SETA > Yorum |
Kredi Derecelendirme Kuruluşlarının Amacı Not mu Soygun mu

Kredi Derecelendirme Kuruluşlarının Amacı Not mu Soygun mu?

Türkiye ekonomisi geçmiş dönemlerde derecelendirme kuruluşlarının yaptıkları operasyonlarda kırılganlığı artan, istedikleri gibi at koşturdukları ve manipüle edecekleri bir ekonomi değil.

Bir çok ülke gibi Türkiye'de malum kredi derecelendirme kuruluşlarından çok çekti. Bu kuruluşlar, kurdukları düzen sayesinde yıllarca ülke kaynaklarını yüksek faiz yoluyla adeta kuruttular. Son olarak ise, FETÖ tarafından gerçekleştirilen 15 Temmuz darbe girişimin akabinde hemen sahneye çıktılar.

Bu kuruluşlardan Standard & Poor's (S&P), Türkiye'nin kredi notunu indirirken görünümünü de negatife çevirdi. Moody's ve Fitch ise not indirimi tehdidini savurmakta gecikmedi.

PEKİ KİM BUNLAR VE PİYASADA YÜZYILLIK HAKİMİYETLERİNİ NASIL DEVAM ETTİRİYORLAR?
Dünya'da 80'e yakın kredi derecelendirme kuruluşu var, ancak dünyadaki derecelendirmenin yüzde 95'i S&P, Moody's ve Fitch tarafından yapılıyor. Yani piyasayı bunlar ele geçirmiş.

Ülkelerin ve firmaların borç maliyetini artıran ve bir çok ekonomik krizin sebebi olan derecelendirme kuruluşları şöyle çalışıyor;

Borçlanmak için ülkeler ve firmalar fon sahiplerine başvurduklarında, fon sahipleri nedense yalnız bu üç derecelendirme kuruluşundan not getirmelerini istiyorlar. Başkasını kabul etmiyorlar. Bu yönlendirme ise bu üç kredi derecelendirme kuruluşları ile bunların yönlendirdikleri fon sahipleri arasında nasıl bir ilişki var sorusunu akıllara getiriyor.

Diğer taraftan bu kuruluşlar getirdikleri düzenleme ile ülkelere kötü not verdiklerinde, hem ülke hem de ülkedeki firmaların yüksek faiz oranında borçlanmasına neden oluyorlar.
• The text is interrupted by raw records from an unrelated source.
//! Generation Pipeline - Single Entry Point
//!
//! raw text → parse → map → assemble → compose → PDF → sink
//!
//! External capabilities (parser, mapper, sink) are awaited under timeouts.
//! Parser and mapper failures degrade; structural failures abort the build.

use serde::Serialize;
use std::future::Future;
use std::sync::Arc;
use std::time::Duration;
use thiserror::Error;
use tokio::sync::watch;
use tokio_util::sync::CancellationToken;
use uuid::Uuid;

use crate::assembler::{AssemblyError, AssemblyStrategy, AssemblyWarning, BlueprintAssembler};
use crate::compositor::{CompositionError, Document, DocumentCompositor};
use crate::config::EngineConfig;
use crate::content::{GenerationParameters, ParsedContent};
use crate::executor::Executor;
use crate::mapper::{ContentMapper, DisabledMapper, MapperOutput};
use crate::parser::{CapabilityError, ContentParser, HeuristicParser};
use crate::pdf::PdfError;
use crate::registry::{ComponentRegistry, RegistryError};
use crate::sink::{ArtifactSink, MemorySink, SinkError, PDF_CONTENT_TYPE};
use crate::theme::Theme;

#[derive(Debug, Error)]
pub enum PipelineError {
    #[error(transparent)]
    Registry(#[from] RegistryError),

    #[error(transparent)]
    Assembly(#[from] AssemblyError),

    #[error(transparent)]
    Composition(#[from] CompositionError),

    #[error(transparent)]
    Pdf(#[from] PdfError),

    #[error("Artifact sink failed: {0}")]
    Sink(#[from] SinkError),

    #[error("Artifact sink timed out after {0:?}")]
    SinkTimeout(Duration),

    #[error("Generation was cancelled")]
    Cancelled,

    #[error("Render task failed: {0}")]
    Task(String),
}

#[derive(Debug, Clone, Copy, PartialEq, Eq, Serialize)]
#[serde(rename_all = "lowercase")]
pub enum BuildStatus {
    Draft,
    Generating,
    Ready,
    Error,
}

#[derive(Debug, Clone)]
pub struct GenerationRequest {
    pub request_id: String,
    pub raw: String,
    pub params: GenerationParameters,
    pub theme: Theme,
}

impl GenerationRequest {
    pub fn new(raw: impl Into<String>) -> Self {
        Self {
            request_id: Uuid::new_v4().to_string(),
            raw: raw.into(),
            params: GenerationParameters::default(),
            theme: Theme::default(),
        }
    }

    pub fn with_params(mut self, params: GenerationParameters) -> Self {
        self.params = params;
        self
    }

    pub fn with_theme(mut self, theme: Theme) -> Self {
        self.theme = theme;
        self
    }
}

#[derive(Debug, Clone)]
pub struct GenerationOutcome {
    pub document: Document,
    pub slide_count: usize,
    pub location: String,
    pub strategy: AssemblyStrategy,
    pub warnings: Vec<AssemblyWarning>,
}

pub fn status_channel() -> (watch::Sender<BuildStatus>, watch::Receiver<BuildStatus>) {
    watch::channel(BuildStatus::Draft)
}

enum Capability<T> {
    Ready(T),
    Degraded(String),
    Unavailable,
}

/// Await an external capability, honoring cancellation and a timeout.
async fn call<T>(
    name: &str,
    limit: Duration,
    cancel: &CancellationToken,
    work: impl Future<Output = Result<T, CapabilityError>>,
) -> Result<Capability<T>, PipelineError> {
    tokio::select! {
        biased;
        _ = cancel.cancelled() => Err(PipelineError::Cancelled),
        result = tokio::time::timeout(limit, work) => Ok(match result {
            Ok(Ok(value)) => Capability::Ready(value),
            Ok(Err(CapabilityError::Unavailable(_))) => Capability::Unavailable,
            Ok(Err(e)) => Capability::Degraded(e.to_string()),
            Err(_) => Capability::Degraded(format!("{} timed out after {:?}", name, limit)),
        }),
    }
}

pub struct GenerationPipeline {
    registry: ComponentRegistry,
    config: EngineConfig,
    parser: Arc<dyn ContentParser>,
    mapper: Arc<dyn ContentMapper>,
    sink: Arc<dyn ArtifactSink>,
    assembler: BlueprintAssembler,
}

impl GenerationPipeline {
    pub fn new(registry: ComponentRegistry, config: EngineConfig) -> Self {
        Self {
            registry,
            config,
            parser: Arc::new(HeuristicParser::new()),
            mapper: Arc::new(DisabledMapper),
            sink: Arc::new(MemorySink::new()),
            assembler: BlueprintAssembler::new(),
        }
    }

    pub fn with_parser(mut self, parser: Arc<dyn ContentParser>) -> Self {
        self.parser = parser;
        self
    }

    pub fn with_mapper(mut self, mapper: Arc<dyn ContentMapper>) -> Self {
        self.mapper = mapper;
        self
    }

    pub fn with_sink(mut self, sink: Arc<dyn ArtifactSink>) -> Self {
        self.sink = sink;
        self
    }

    pub fn registry(&self) -> &ComponentRegistry {
        &self.registry
    }

    pub async fn generate(&self, request: GenerationRequest) -> Result<GenerationOutcome, PipelineError> {
        let (status, _) = status_channel();
        self.generate_with(request, &CancellationToken::new(), &status).await
    }

    /// Run one build, publishing its status on `status`.
    pub async fn generate_with(
        &self,
        request: GenerationRequest,
        cancel: &CancellationToken,
        status: &watch::Sender<BuildStatus>,
    ) -> Result<GenerationOutcome, PipelineError> {
        status.send_replace(BuildStatus::Generating);
        let result = self.run(request, cancel).await;
        match &result {
            Ok(outcome) => {
                status.send_replace(BuildStatus::Ready);
                tracing::info!(slides = outcome.slide_count, location = %outcome.location, "generation ready");
            }
            Err(error) => {
                status.send_replace(BuildStatus::Error);
                tracing::warn!(%error, "generation failed");
            }
        }
        result
    }

    async fn run(&self, request: GenerationRequest, cancel: &CancellationToken) -> Result<GenerationOutcome, PipelineError> {
        let GenerationRequest { request_id, raw, params, theme } = request;
        let components = self.registry.available()?;
        let mut warnings = Vec::new();

        tracing::info!(request = %request_id, parser = self.parser.name(), "parsing content");
        let parsed = call("parser", self.config.parser_timeout, cancel, self.parser.parse(&raw, &params)).await?;
        let content = match parsed {
            Capability::Ready(content) if !content.sections.is_empty() => content,
            Capability::Ready(_) => degraded_parse(&raw, "parser returned no sections".to_string(), &mut warnings),
            Capability::Degraded(reason) => degraded_parse(&raw, reason, &mut warnings),
            Capability::Unavailable => degraded_parse(&raw, "parser unavailable".to_string(), &mut warnings),
        };

        tracing::info!(sections = content.sections.len(), mapper = self.mapper.name(), "mapping content");
        let mapped: Option<MapperOutput> =
            match call("mapper", self.config.mapper_timeout, cancel, self.mapper.map(&content, &components, &params)).await? {
                Capability::Ready(output) => Some(output),
                Capability::Degraded(reason) => {
                    tracing::warn!(%reason, "mapper failed, using rule-based assembly");
                    warnings.push(AssemblyWarning::MapperFallback { reason });
                    None
                }
                Capability::Unavailable => None,
            };

        let assembly = self.assembler.assemble(&content, &components, &params, mapped.as_ref())?;
        warnings.extend(assembly.warnings);

        if cancel.is_cancelled() {
            return Err(PipelineError::Cancelled);
        }

        // Past this point the build runs to completion.
        let compositor = DocumentCompositor::new(self.registry.clone(), Executor::new(self.config.limits))
            .parallel(self.config.parallel_render);
        let blueprint = assembly.blueprint;
        let title = content.title.clone();
        let (document, bytes, blueprint) = tokio::task::spawn_blocking(move || {
            let document = compositor.compose_titled(&blueprint, &theme, &title)?;
            let bytes = document.to_pdf()?;
            Ok::<_, PipelineError>((document, bytes, blueprint))
        })
        .await
        .map_err(|e| PipelineError::Task(e.to_string()))??;

        let location = tokio::time::timeout(
            self.config.sink_timeout,
            self.sink.store(&request_id, &bytes, PDF_CONTENT_TYPE),
        )
        .await
        .map_err(|_| PipelineError::SinkTimeout(self.config.sink_timeout))??;

        // Only delivered decks count towards popularity.
        for entry in blueprint.entries() {
            if let Err(error) = self.registry.increment_popularity(&entry.component_id) {
                tracing::warn!(%error, component = %entry.component_id, "popularity not recorded");
            }
        }

        Ok(GenerationOutcome {
            slide_count: document.page_count(),
            document,
            location,
            strategy: assembly.strategy,
            warnings,
        })
    }
}

fn degraded_parse(raw: &str, reason: String, warnings: &mut Vec<AssemblyWarning>) -> ParsedContent {
    tracing::warn!(%reason, "parser failed, using raw-text fallback");
    warnings.push(AssemblyWarning::ParserFallback { reason });
    ParsedContent::fallback(raw)
}

#[cfg(test)]
mod tests {
    use super::*;
    use crate::library::seed;

    fn pipeline() -> GenerationPipeline {
        let registry = ComponentRegistry::in_memory();
        seed(&registry).unwrap();
        GenerationPipeline::new(registry, EngineConfig::default())
    }

    #[tokio::test]
    async fn empty_registry_is_structural() {
        let pipeline = GenerationPipeline::new(ComponentRegistry::in_memory(), EngineConfig::default());
        let (status, rx) = status_channel();
        let err = pipeline
            .generate_with(GenerationRequest::new("Deck"), &CancellationToken::new(), &status)
            .await
            .unwrap_err();
        assert!(matches!(err, PipelineError::Registry(RegistryError::Empty)));
        assert_eq!(*rx.borrow(), BuildStatus::Error);
    }

    #[tokio::test]
    async fn cancelled_before_start() {
        let cancel = CancellationToken::new();
        cancel.cancel();
        let (status, _) = status_channel();
        let err = pipeline()
            .generate_with(GenerationRequest::new("Deck\nBody"), &cancel, &status)
            .await
            .unwrap_err();
        assert!(matches!(err, PipelineError::Cancelled));
    }

    #[tokio::test]
    async fn ready_status_and_popularity() {
        let pipeline = pipeline();
        let (status, rx) = status_channel();
        let outcome = pipeline
            .generate_with(GenerationRequest::new("Deck\nSome narrative text"), &CancellationToken::new(), &status)
            .await
            .unwrap();
        assert_eq!(*rx.borrow(), BuildStatus::Ready);
        assert_eq!(outcome.strategy, AssemblyStrategy::RuleBased);
        assert_eq!(outcome.slide_count, outcome.document.page_count());
        let cover = &outcome.document.pages[0].component_id;
        assert_eq!(pipeline.registry().get(cover).unwrap().popularity, 1);
    }

    struct RefusingSink;

    #[async_trait::async_trait]
    impl ArtifactSink for RefusingSink {
        async fn store(&self, _request_id: &str, _bytes: &[u8], _content_type: &str) -> Result<String, SinkError> {
            Err(SinkError::InvalidKey("refused".to_string()))
        }
    }

    #[tokio::test]
    async fn failed_delivery_leaves_popularity_alone() {
        let pipeline = pipeline().with_sink(Arc::new(RefusingSink));
        let err = pipeline.generate(GenerationRequest::new("Deck\nSome narrative text")).await.unwrap_err();
        assert!(matches!(err, PipelineError::Sink(_)));
        assert!(pipeline
            .registry()
            .list(&crate::registry::ComponentFilter::default())
            .iter()
            .all(|c| c.popularity == 0));
    }
}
Yani ülkenin notu, bir ülke sınırları içerisinde faaliyet gösteren firmaların sahip olabileceği en yüksek kredi notunu belirlediği için ülkedeki firmalar ne kadar sağlam yapıda olursa olsun, ülke notunun kötü olması firmaların baştan kötü notlandırılmasına sebep oluyor.

Dolayısıyla, bir yandan ülke notuyla istediği gibi oynayıp ülke ekonomisinin algısını düzenleyebiliyorlar, bir yandan da özel sektörün ekonomik faaliyetlerini şekillendirip ekonomiye ağır bir maliyet yüklüyorlar.
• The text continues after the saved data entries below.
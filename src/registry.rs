//! Component Registry - Catalog Storage and Queries
//!
//! Components are immutable once stored; the only mutable attribute is the
//! popularity counter, which is an atomic shared by every reader.

use parking_lot::RwLock;
use std::collections::{BTreeSet, HashMap};
use std::path::Path;
use std::sync::atomic::{AtomicU64, Ordering};
use std::sync::Arc;
use thiserror::Error;

use crate::components::{load_from_dir, Category, Component, ComponentId, Origin};

#[derive(Debug, Error, PartialEq)]
pub enum RegistryError {
    #[error("Component not found: {0}")]
    NotFound(ComponentId),

    #[error("No components available. Run database seed first.")]
    Empty,

    #[error("Refusing to reseed with an empty component set")]
    EmptySeed,

    #[error("Duplicate component {0} in category {1}")]
    DuplicateKey(String, Category),

    #[error("Component id already in use: {0}")]
    DuplicateId(ComponentId),

    #[error("Seed component {0} must have CORE origin")]
    NotCore(ComponentId),

    #[error("Failed to load components: {0}")]
    Load(String),
}

#[derive(Debug, Clone, Copy, PartialEq, Eq)]
pub struct ReseedReport {
    pub removed: usize,
    pub inserted: usize,
}

/// Storage seam for the catalog. A relational backend implements the same
/// contract: `replace_core` is one transaction, `increment_popularity` is
/// one atomic update.
pub trait ComponentStore: Send + Sync {
    fn all(&self) -> Vec<Component>;

    fn get(&self, id: &str) -> Option<Component>;

    /// Remove every CORE component and insert `components`, all or nothing.
    fn replace_core(&self, components: Vec<Component>) -> Result<ReseedReport, RegistryError>;

    fn insert_user(&self, component: Component) -> Result<(), RegistryError>;

    /// Returns the new count.
    fn increment_popularity(&self, id: &str) -> Result<u64, RegistryError>;
}

struct Slot {
    component: Component,
    popularity: Arc<AtomicU64>,
}

impl Slot {
    fn new(component: Component) -> Self {
        let popularity = Arc::new(AtomicU64::new(component.popularity));
        Self { component, popularity }
    }

    fn snapshot(&self) -> Component {
        let mut component = self.component.clone();
        component.popularity = self.popularity.load(Ordering::Relaxed);
        component
    }
}

/// In-process store. The map is swapped under a write lock, so readers see
/// either the old catalog or the new one.
#[derive(Default)]
pub struct MemoryStore {
    slots: RwLock<HashMap<ComponentId, Slot>>,
}

impl MemoryStore {
    pub fn new() -> Self {
        Self::default()
    }
}

fn check_unique_keys(components: &[Component]) -> Result<(), RegistryError> {
    let mut keys = BTreeSet::new();
    let mut ids = BTreeSet::new();
    for component in components {
        if !ids.insert(component.id.as_str()) {
            return Err(RegistryError::DuplicateId(component.id.clone()));
        }
        if !keys.insert(component.natural_key()) {
            return Err(RegistryError::DuplicateKey(component.name.clone(), component.category));
        }
    }
    Ok(())
}

impl ComponentStore for MemoryStore {
    fn all(&self) -> Vec<Component> {
        self.slots.read().values().map(Slot::snapshot).collect()
    }

    fn get(&self, id: &str) -> Option<Component> {
        self.slots.read().get(id).map(Slot::snapshot)
    }

    fn replace_core(&self, components: Vec<Component>) -> Result<ReseedReport, RegistryError> {
        if components.is_empty() {
            return Err(RegistryError::EmptySeed);
        }
        if let Some(c) = components.iter().find(|c| c.origin != Origin::Core) {
            return Err(RegistryError::NotCore(c.id.clone()));
        }
        check_unique_keys(&components)?;

        let mut slots = self.slots.write();
        if let Some(clash) = components
            .iter()
            .find(|c| slots.get(&c.id).map_or(false, |s| s.component.origin == Origin::User))
        {
            return Err(RegistryError::DuplicateId(clash.id.clone()));
        }

        let removed = slots.values().filter(|s| s.component.origin == Origin::Core).count();
        let mut next: HashMap<ComponentId, Slot> = HashMap::with_capacity(slots.len() - removed + components.len());
        let previous = std::mem::take(&mut *slots);
        for (id, slot) in previous.iter().filter(|(_, s)| s.component.origin == Origin::User) {
            next.insert(id.clone(), Slot { component: slot.component.clone(), popularity: Arc::clone(&slot.popularity) });
        }

        let inserted = components.len();
        for component in components {
            // Counters survive a reseed of the same component.
            let slot = match previous.get(&component.id) {
                Some(old) => Slot { component, popularity: Arc::clone(&old.popularity) },
                None => Slot::new(component),
            };
            next.insert(slot.component.id.clone(), slot);
        }

        *slots = next;
        Ok(ReseedReport { removed, inserted })
    }

    fn insert_user(&self, mut component: Component) -> Result<(), RegistryError> {
        component.origin = Origin::User;
        let mut slots = self.slots.write();
        if slots.contains_key(&component.id) {
            return Err(RegistryError::DuplicateId(component.id));
        }
        let key = component.natural_key();
        if slots.values().any(|s| s.component.natural_key() == key) {
            return Err(RegistryError::DuplicateKey(component.name, component.category));
        }
        slots.insert(component.id.clone(), Slot::new(component));
        Ok(())
    }

    fn increment_popularity(&self, id: &str) -> Result<u64, RegistryError> {
        let slots = self.slots.read();
        let slot = slots.get(id).ok_or_else(|| RegistryError::NotFound(id.to_string()))?;
        Ok(slot.popularity.fetch_add(1, Ordering::Relaxed) + 1)
    }
}

#[derive(Debug, Clone, Copy, Default, PartialEq, Eq)]
pub struct ComponentFilter {
    pub category: Option<Category>,
    pub is_public: Option<bool>,
}

impl ComponentFilter {
    fn matches(&self, component: &Component) -> bool {
        self.category.map_or(true, |c| component.category == c)
            && self.is_public.map_or(true, |p| component.is_public == p)
    }
}

/// Query facade over a [`ComponentStore`].
#[derive(Clone)]
pub struct ComponentRegistry {
    store: Arc<dyn ComponentStore>,
}

impl ComponentRegistry {
    pub fn new(store: Arc<dyn ComponentStore>) -> Self {
        Self { store }
    }

    pub fn in_memory() -> Self {
        Self::new(Arc::new(MemoryStore::new()))
    }

    pub fn store(&self) -> &Arc<dyn ComponentStore> {
        &self.store
    }

    /// Ordered by category, then name, then id.
    pub fn list(&self, filter: &ComponentFilter) -> Vec<Component> {
        let mut components: Vec<Component> =
            self.store.all().into_iter().filter(|c| filter.matches(c)).collect();
        components.sort_by(|a, b| {
            (a.category, &a.name, &a.id).cmp(&(b.category, &b.name, &b.id))
        });
        components
    }

    pub fn get(&self, id: &str) -> Result<Component, RegistryError> {
        self.store.get(id).ok_or_else(|| RegistryError::NotFound(id.to_string()))
    }

    pub fn increment_popularity(&self, id: &str) -> Result<u64, RegistryError> {
        self.store.increment_popularity(id)
    }

    /// Public components generation may choose from. Never empty.
    pub fn available(&self) -> Result<Vec<Component>, RegistryError> {
        let components = self.list(&ComponentFilter { category: None, is_public: Some(true) });
        if components.is_empty() {
            return Err(RegistryError::Empty);
        }
        Ok(components)
    }

    /// Import USER components from a directory of JSON files.
    pub fn load_user_dir(&self, dir: &Path) -> Result<usize, RegistryError> {
        let components = load_from_dir(dir).map_err(|e| RegistryError::Load(e.to_string()))?;
        let mut loaded = 0;
        for component in components {
            match self.store.insert_user(component) {
                Ok(()) => loaded += 1,
                Err(e) => tracing::warn!(error = %e, "skipping user component"),
            }
        }
        Ok(loaded)
    }
}

impl Default for ComponentRegistry {
    fn default() -> Self {
        Self::in_memory()
    }
}

#[cfg(test)]
mod tests {
    use super::*;
    use crate::program::RenderProgram;
    use crate::schema::DataSchema;

    fn component(id: &str, name: &str, category: Category, origin: Origin) -> Component {
        Component {
            id: id.to_string(),
            name: name.to_string(),
            description: String::new(),
            version: semver::Version::new(1, 0, 0),
            engine_min_version: "1.0.0".to_string(),
            category,
            tags: Default::default(),
            data_schema: DataSchema::default(),
            render_program: RenderProgram::default(),
            use_cases: vec![],
            best_for: String::new(),
            is_public: true,
            origin,
            popularity: 0,
            deprecated: false,
            superseded_by: None,
        }
    }

    #[test]
    fn list_is_ordered_and_filtered() {
        let registry = ComponentRegistry::in_memory();
        registry
            .store()
            .replace_core(vec![
                component("c", "Zeta", Category::Narrative, Origin::Core),
                component("b", "Alpha", Category::Narrative, Origin::Core),
                component("a", "Cover", Category::Title, Origin::Core),
            ])
            .unwrap();
        let ids: Vec<_> = registry.list(&ComponentFilter::default()).into_iter().map(|c| c.id).collect();
        assert_eq!(ids, vec!["a", "b", "c"]);

        let narrative = registry.list(&ComponentFilter { category: Some(Category::Narrative), is_public: None });
        assert_eq!(narrative.len(), 2);
    }

    #[test]
    fn available_is_never_empty() {
        let registry = ComponentRegistry::in_memory();
        assert_eq!(registry.available(), Err(RegistryError::Empty));

        let mut private = component("p", "Private", Category::Title, Origin::User);
        private.is_public = false;
        registry.store().insert_user(private).unwrap();
        assert_eq!(registry.available(), Err(RegistryError::Empty));
    }

    #[test]
    fn replace_core_is_all_or_nothing() {
        let registry = ComponentRegistry::in_memory();
        let store = registry.store();
        store.replace_core(vec![component("a", "Cover", Category::Title, Origin::Core)]).unwrap();
        store.insert_user(component("u", "Mine", Category::Data, Origin::User)).unwrap();

        assert_eq!(store.replace_core(vec![]), Err(RegistryError::EmptySeed));
        let dup = vec![
            component("x", "Same", Category::Data, Origin::Core),
            component("y", "Same", Category::Data, Origin::Core),
        ];
        assert!(matches!(store.replace_core(dup), Err(RegistryError::DuplicateKey(..))));
        assert!(registry.get("a").is_ok(), "failed reseed must leave catalog untouched");

        let report = store
            .replace_core(vec![component("b", "Other", Category::Title, Origin::Core)])
            .unwrap();
        assert_eq!(report, ReseedReport { removed: 1, inserted: 1 });
        assert!(registry.get("a").is_err());
        assert!(registry.get("u").is_ok());
    }

    #[test]
    fn popularity_increments_are_commutative_under_contention() {
        let registry = ComponentRegistry::in_memory();
        registry.store().replace_core(vec![component("a", "Cover", Category::Title, Origin::Core)]).unwrap();

        std::thread::scope(|scope| {
            for _ in 0..8 {
                let registry = registry.clone();
                scope.spawn(move || {
                    for _ in 0..250 {
                        registry.increment_popularity("a").unwrap();
                    }
                });
            }
        });
        assert_eq!(registry.get("a").unwrap().popularity, 2000);
        assert_eq!(registry.increment_popularity("missing"), Err(RegistryError::NotFound("missing".into())));
    }

    #[test]
    fn reseeding_same_set_keeps_counters() {
        let registry = ComponentRegistry::in_memory();
        let seed = vec![component("a", "Cover", Category::Title, Origin::Core)];
        registry.store().replace_core(seed.clone()).unwrap();
        registry.increment_popularity("a").unwrap();
        registry.store().replace_core(seed).unwrap();
        assert_eq!(registry.get("a").unwrap().popularity, 1);
        assert_eq!(registry.list(&ComponentFilter::default()).len(), 1);
    }
}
En önemlisi de, bu kuruluşlar hem beraber çalıştıkları ülkeden abonelik ücreti alıyorlar, hem de ülkeler dışarıdan borçlanınca alınan borca aracılık ettikleri için belli bir yüzde oranında komisyon alıyorlar. Yani ne kadar borç o kadar komisyon.
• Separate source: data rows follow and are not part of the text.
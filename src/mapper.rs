//! Content Mapping - External Component Selection
//!
//! A mapper proposes `{position, componentId, data}` triples. The proposals
//! are advisory: the assembler re-validates and repairs every one of them.

use async_trait::async_trait;
use serde::{Deserialize, Serialize};
use serde_json::Value;

use crate::components::{Component, ComponentId};
use crate::content::{GenerationParameters, ParsedContent};
use crate::parser::{extract_json_object, CapabilityError};

#[derive(Debug, Clone, PartialEq, Serialize, Deserialize)]
#[serde(rename_all = "camelCase")]
pub struct MappedEntry {
    pub position: usize,
    pub component_id: ComponentId,
    #[serde(default)]
    pub data: Value,
}

#[derive(Debug, Clone, Default, PartialEq, Serialize, Deserialize)]
pub struct MapperOutput {
    pub entries: Vec<MappedEntry>,
}

impl MapperOutput {
    /// Decode a model reply holding either `{"entries": [...]}` or a bare
    /// array of entries.
    pub fn from_reply(reply: &str) -> Result<Self, CapabilityError> {
        let trimmed = reply.trim();
        if let (Some(start), Some(end)) = (trimmed.find('['), trimmed.rfind(']')) {
            if trimmed.find('{').map_or(true, |brace| start < brace) && end > start {
                let entries: Vec<MappedEntry> = serde_json::from_str(&trimmed[start..=end])
                    .map_err(|e| CapabilityError::Malformed("mapper", e.to_string()))?;
                return Ok(Self { entries });
            }
        }
        let json = extract_json_object(trimmed)
            .ok_or_else(|| CapabilityError::Malformed("mapper", "no JSON in reply".to_string()))?;
        serde_json::from_str(json).map_err(|e| CapabilityError::Malformed("mapper", e.to_string()))
    }
}

#[async_trait]
pub trait ContentMapper: Send + Sync {
    fn name(&self) -> &'static str;

    async fn map(
        &self,
        content: &ParsedContent,
        components: &[Component],
        params: &GenerationParameters,
    ) -> Result<MapperOutput, CapabilityError>;
}

/// Used when no mapping service is configured; assembly goes straight to the
/// rule-based path.
#[derive(Debug, Clone, Default)]
pub struct DisabledMapper;

#[async_trait]
impl ContentMapper for DisabledMapper {
    fn name(&self) -> &'static str {
        "disabled"
    }

    async fn map(
        &self,
        _content: &ParsedContent,
        _components: &[Component],
        _params: &GenerationParameters,
    ) -> Result<MapperOutput, CapabilityError> {
        Err(CapabilityError::Unavailable("mapper"))
    }
}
Bu nedenle, yüksek borç ve faiz oranı nedeniyle bir çok ülkede ekonomik krizlerin çıkmasına hatta küresel ekonomik krizlerin sürekli olmasının en önemli sebebi değişmeyen bu kurgu.

DARBE GİRİŞİMİNDE NOT İNDİRİMİ İÇİN HEMEN HAREKETE GEÇTİLER
Türkiye'nin kredi derecelendirme kuruluşları ile hikâyesi ise, 1991 yılında başlıyor. Yaklaşık çeyrek asırlık hikâyede, kredi derecelendirme kuruluşlarının Türkiye'yle yıldızı pek barışmadı.

Örneğin, S&P. 1994 yılı ekonomik krizinden beri Türkiye'ye yatırım yatırılabilir seviyede hiç not vermedi bu kuruluş. Darbe girişimi sonrasında, ekonomik göstergelere ve Türkiye'nin gücüne bakmadan yangından mal kaçırır gibi, hemen not indirimine gitmesi de Türkiye bakışını tekrar gösterdi.

Üstelik not açıklanması takvime bağlanan ve Kasım ayında yapılması gereken kredi notu ve görünümü tarihine bile uymadan notu düşürdüler. Türkiye geçmişte de aynı tavrı gösteren ve Türkiye'ye maalesef bu kadar taraflı olması nedeniyle 2012 yılında S&P ile yaptığı abonelik anlaşmasını iptal etmişti.

Diğer derecelendirme kuruluşları Moody's ve Fitch ise, Türkiye'ye 2012 yılında ve 2013 yılında yatırım yatırılabilir seviyede not vermişti. Ancak bunlar da darbe girişimiyle beraber, olumlu ekonomik ve sosyal göstergelere rağmen, adeta buradan nemalanmak için not tehdidi yapmaktan kaçınmıyorlar. Kredi notu ve görünümünün açıklanacağı Ağustos'a hazırlık yaptıkları belli.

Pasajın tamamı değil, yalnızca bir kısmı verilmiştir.